At all hours of day and night, a parade of sellers would pass through with all kinds of sweets and snacks and chai and coffee. The chai wallah called out loudly: chai, chai; chai, chai, over and over. It was often served in little earth-colored clay cups, and they were meant to be smashed on the tracks when you finished. I loved those little bowls and brought a few home, but I have no idea where they are now.

I hadn’t made chai for years before coming upon this recipe from my friend Rachel. It tastes best if you add the milk and let it simmer all together for a little bit, as this recipe does. It’s rather making me fall in love all over again. And writing about India makes me want to go back there – it’s the first time since going, so very many years ago, that I’ve had any desire to return. I need to gather some more of those clay cups.

Perennial Plate’s recent video on a day in India does a pretty spot-on job of capturing the sense of the place.

And Darjeeling Limited captures that surreal, detached world that happens so uniquely on the train in India so very well.
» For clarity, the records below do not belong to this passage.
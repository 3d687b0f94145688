//! Command enum defining all annotation operations.
//!
//! Commands are:
//! - **Self-contained**: the input document and every parameter travel in the variant
//! - **Serializable**: can be converted to/from JSON for cross-language use
//! - **Pure data**: no closures or executable code

use std::collections::BTreeMap;

use annotate_engine::{FieldRule, MissingIdentifier};
use serde::{Deserialize, Serialize};

/// A command is a self-contained, serializable operation.
///
/// | Command | Policy | Missing identifier default |
/// |---------|--------|----------------------------|
/// | `ModifyByIdentifierSet` | membership | `missing_identifier.set` from config |
/// | `ModifyByIdentifierMap` | lookup | `missing_identifier.map` from config |
/// | `Annotate` | any | carried in the rule |
///
/// Every command returns `Output::Annotated`.
///
/// # Example
///
/// ```
/// use annotate_executor::Command;
///
/// let cmd = Command::ModifyByIdentifierSet {
///     json: r#"{"team": [{"id": "a"}]}"#.into(),
///     path: "team".into(),
///     identifiers: vec!["a".into()],
///     identifier_field: "id".into(),
///     target_field: "picked".into(),
///     match_value: "true".into(),
///     default_value: Some("false".into()),
///     on_missing: None,
/// };
/// let wire = serde_json::to_string(&cmd).unwrap();
/// assert_eq!(serde_json::from_str::<Command>(&wire).unwrap(), cmd);
/// ```
#[derive(Debug, Clone, PartialEq, Serialize, Deserialize)]
#[serde(deny_unknown_fields)]
pub enum Command {
    /// Write `match_value` on elements whose identifier is in `identifiers`,
    /// `default_value` (or null) on the rest.
    ModifyByIdentifierSet {
        /// Input document
        json: String,
        /// Slash-delimited path to the target object or array
        path: String,
        /// Identifiers that match
        identifiers: Vec<String>,
        /// Field holding each element's identifier
        identifier_field: String,
        /// Field to write
        target_field: String,
        /// Value for matching elements
        match_value: String,
        /// Value for the rest; `None` writes null
        #[serde(default)]
        default_value: Option<String>,
        /// Override of the configured missing-identifier handling
        #[serde(default, skip_serializing_if = "Option::is_none")]
        on_missing: Option<MissingIdentifier>,
    },

    /// Write `identifier_to_value[identifier]` on each element,
    /// `default_value` (or null) when the identifier is not a key.
    ModifyByIdentifierMap {
        /// Input document
        json: String,
        /// Slash-delimited path to the target object or array
        path: String,
        /// Identifier to written value
        identifier_to_value: BTreeMap<String, String>,
        /// Field holding each element's identifier
        identifier_field: String,
        /// Field to write
        target_field: String,
        /// Value for unmapped elements; `None` writes null
        #[serde(default)]
        default_value: Option<String>,
        /// Override of the configured missing-identifier handling
        #[serde(default, skip_serializing_if = "Option::is_none")]
        on_missing: Option<MissingIdentifier>,
    },

    /// Apply a fully specified rule.
    Annotate {
        /// Input document
        json: String,
        /// Slash-delimited path to the target object or array
        path: String,
        /// Fields, policy and missing-identifier handling
        rule: FieldRule,
    },
}

impl Command {
    /// Name of the command variant, for logging
    pub fn name(&self) -> &'static str {
        match self {
            Command::ModifyByIdentifierSet { .. } => "ModifyByIdentifierSet",
            Command::ModifyByIdentifierMap { .. } => "ModifyByIdentifierMap",
            Command::Annotate { .. } => "Annotate",
        }
    }
}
5 one-inch slices of ginger
1.5 cups water
4 whole cardamom pods, crushed
4 black peppercorns
1 stick cinnamon
4 teaspoons loose black tea, such as Assam
1/2 cup milk of choice (I used almond milk)
2 tablespoons honey or sugar

In a saucepan over medium heat, add the ginger slices and water. When the water is hot, but before it begins to boil, add the cardamom pods, peppercorns and cinnamon. Once the water boils, add the black tea and turn off heat. Cover and allow to steep for three to four minutes.

Heat the pot over a medium flame once more, and add the milk and honey now. Let the mixture simmer for another three or four minutes. Turn off heat, and serve.